China and technology In December 2018, Younger raised concerns about
Huawei's role in the UK's new
5G mobile network. In 2020 he forecast continuing ideological divergence between the West and China given the premium that the Chinese Communist Party placed in preserving their interests. He said that this would have significant security consequences that the West should anticipate and organise against. But it should also recognise the need for coexistence given that two value systems were likely to occupy one planet for the foreseeable future. He also called for the West to refocus on its own strengths: the quality of its alliances and innovation, rather than simply lamenting the rise of a competitor.
Academic freedom In December 2018 Younger gave a rare speech at the
University of St Andrews, emphasising the need for fourth-generation espionage and fusing human skills with technical innovation. This was his second public speech in the four years since his appointment as chief of the MI6. During the speech Younger addressed the case of
Matthew Hedges, a British university student who was arrested in the UAE. Younger said he was perplexed by what has happened and that there were some frank conversations ahead between Britain and the UAE. Hedges was later
pardoned by UAE President
Khalifa bin Zayed Al Nahyan and reunited with his wife in the UK.

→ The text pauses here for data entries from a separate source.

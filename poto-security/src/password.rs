//! Stored-credential hashing with argon2id.

use argon2::password_hash::rand_core::OsRng;
use argon2::password_hash::{PasswordHash, PasswordHasher, PasswordVerifier, SaltString};
use argon2::Argon2;
use rand::distributions::Alphanumeric;
use rand::Rng;

use crate::error::SecurityError;

/// Hash a password for storage.
pub fn hash_password(password: &str) -> Result<String, SecurityError> {
    let salt = SaltString::generate(&mut OsRng);
    Argon2::default()
        .hash_password(password.as_bytes(), &salt)
        .map(|hash| hash.to_string())
        .map_err(|e| SecurityError::Hashing(e.to_string()))
}

/// Verify a password against a stored hash.
pub fn verify_password(password: &str, stored_hash: &str) -> bool {
    let Ok(parsed) = PasswordHash::new(stored_hash) else {
        return false;
    };
    Argon2::default()
        .verify_password(password.as_bytes(), &parsed)
        .is_ok()
}

/// A random alphanumeric password for freshly created visitors.
pub fn generate_password(len: usize) -> String {
    rand::thread_rng()
        .sample_iter(&Alphanumeric)
        .take(len)
        .map(char::from)
        .collect()
}

#[cfg(test)]
mod tests {
    use super::*;

    #[test]
    fn hash_and_verify_round_trip() {
        let hash = hash_password("hunter2").unwrap();
        assert!(verify_password("hunter2", &hash));
        assert!(!verify_password("hunter3", &hash));
        assert!(!verify_password("hunter2", "not-a-phc-string"));
    }

    #[test]
    fn generated_passwords_are_distinct() {
        let a = generate_password(16);
        let b = generate_password(16);
        assert_eq!(a.len(), 16);
        assert_ne!(a, b);
    }
}
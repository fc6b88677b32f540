//! Test utilities for Poto.
//!
//! [`TestApp`] dispatches requests against an assembled router in-process
//! via `tower::ServiceExt::oneshot`, without binding a TCP port.

mod app;
mod sse;

pub use app::{TestApp, TestResponse};
pub use sse::{parse_sse_frames, SseFrame};
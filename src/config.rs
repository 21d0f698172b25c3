use crate::upstream::HttpUpstreamConfig;
use anyhow::{anyhow, Context, Result};
use std::env;
use std::path::Path;
use std::time::Duration;
use tracing::warn;

const ANALYTICS_KEY_SECRET: &str = "/run/secrets/analytics_api_key";
const DEFAULT_LOOKBACK_DAYS: i64 = 7;
const LOOKBACK_DAYS_RANGE: std::ops::RangeInclusive<i64> = 1..=365;

/// Configuration
#[derive(Clone, Debug)]
pub struct Config {
    pub live_score_base_url: String,
    pub analytics_base_url: String,
    pub multi_division_base_url: String,
    /// Bearer token for the analytics provider. `None` means unauthenticated.
    pub analytics_api_key: Option<String>,
    pub http_port: u16,
    pub request_timeout_seconds: u64,
    pub connect_timeout_seconds: u64,
    pub upstream_requests_per_minute: u32,
    pub current_game_lookback_days: i64,
}

impl Config {
    pub fn from_env() -> Result<Self> {
        Self::from_lookup(|name| env::var(name).ok(), Path::new(ANALYTICS_KEY_SECRET))
    }

    /// Build from an arbitrary variable source. `secret_path` is consulted
    /// for the analytics key when the variable is absent.
    pub fn from_lookup<F>(var: F, secret_path: &Path) -> Result<Self>
    where
        F: Fn(&str) -> Option<String>,
    {
        // Env var first, then the mounted secret file
        let analytics_api_key = match var("ANALYTICS_API_KEY") {
            Some(v) if !v.trim().is_empty() => Some(v.trim().to_string()),
            Some(_) => return Err(anyhow!("ANALYTICS_API_KEY is set but empty")),
            None if secret_path.exists() => {
                let key = read_secret_file(secret_path, "analytics_api_key")?;
                if key.is_empty() {
                    return Err(anyhow!(
                        "Secret file at {} (analytics_api_key) is empty",
                        secret_path.display()
                    ));
                }
                Some(key)
            }
            None => {
                warn!("No analytics API key configured; analytics requests will be unauthenticated");
                None
            }
        };

        if let Some(key) = &analytics_api_key {
            let key_lower = key.to_lowercase();
            if key_lower.contains("change_me")
                || key_lower.contains("your_")
                || key_lower.starts_with("sample")
            {
                return Err(anyhow!(
                    "ANALYTICS_API_KEY appears to be a placeholder value; replace with your real key"
                ));
            }
        }

        let string_or = |name: &str, default: &str| {
            var(name)
                .map(|v| v.trim().trim_end_matches('/').to_string())
                .filter(|v| !v.is_empty())
                .unwrap_or_else(|| default.to_string())
        };

        Ok(Self {
            live_score_base_url: string_or(
                "LIVE_SCORE_BASE_URL",
                "https://site.api.espn.com/apis/site/v2/sports",
            ),
            analytics_base_url: string_or("ANALYTICS_BASE_URL", "https://api.collegefootballdata.com"),
            multi_division_base_url: string_or("MULTI_DIVISION_BASE_URL", "https://ncaa-api.henrygd.me"),
            analytics_api_key,
            http_port: parse_or(&var, "HTTP_PORT", 8090),
            request_timeout_seconds: parse_or(&var, "REQUEST_TIMEOUT_SECONDS", 30),
            connect_timeout_seconds: parse_or(&var, "CONNECT_TIMEOUT_SECONDS", 10),
            upstream_requests_per_minute: parse_or(&var, "UPSTREAM_REQUESTS_PER_MINUTE", 60),
            current_game_lookback_days: lookback_days(&var),
        })
    }

    pub fn upstream(&self, base_url: &str, bearer_token: Option<String>) -> HttpUpstreamConfig {
        HttpUpstreamConfig {
            base_url: base_url.to_string(),
            bearer_token,
            request_timeout: Duration::from_secs(self.request_timeout_seconds),
            connect_timeout: Duration::from_secs(self.connect_timeout_seconds),
            requests_per_minute: self.upstream_requests_per_minute,
        }
    }
}

fn lookback_days<F>(var: &F) -> i64
where
    F: Fn(&str) -> Option<String>,
{
    let days = parse_or(var, "CURRENT_GAME_LOOKBACK_DAYS", DEFAULT_LOOKBACK_DAYS);
    if LOOKBACK_DAYS_RANGE.contains(&days) {
        days
    } else {
        warn!(
            "CURRENT_GAME_LOOKBACK_DAYS={} outside {:?}; using {}",
            days, LOOKBACK_DAYS_RANGE, DEFAULT_LOOKBACK_DAYS
        );
        DEFAULT_LOOKBACK_DAYS
    }
}

fn parse_or<F, T>(var: &F, name: &str, default: T) -> T
where
    F: Fn(&str) -> Option<String>,
    T: std::str::FromStr,
{
    var(name)
        .and_then(|v| v.trim().parse().ok())
        .unwrap_or(default)
}

/// Read a secret from a mounted secret file
fn read_secret_file(file_path: &Path, secret_name: &str) -> Result<String> {
    std::fs::read_to_string(file_path)
        .map(|s| s.trim().to_string())
        .with_context(|| {
            format!(
                "Secret file at {} ({}) could not be read",
                file_path.display(),
                secret_name
            )
        })
}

Counter terrorism On 16 February 2019, when interviewed by the British press, Younger was asked about the wives of British ISIS fighters stuck in Syria after the fall of the caliphate. He acknowledged their plight, but warned that such people would have acquired skills and connections that made them dangerous to the public. Home Secretary
Sajid Javid later chose to strip
Shamima Begum, who had married an ISIS fighter, of her British citizenship. The decision was confirmed in the case of
Begum v Home Secretary. In September 2020, speaking to the
Financial Times, Younger was asked if the UK had wrongly prioritised counter terrorism at the expense of coverage of Russia and China. Younger said that he supported the government's very low tolerance for instability driven by terrorism because it was such a gross violation of social norms. He described the recent destruction of the ISIS caliphate in Syria as a "High Point", but he warned that terrorism had now become more autonomous and spontaneous, and remained lethal.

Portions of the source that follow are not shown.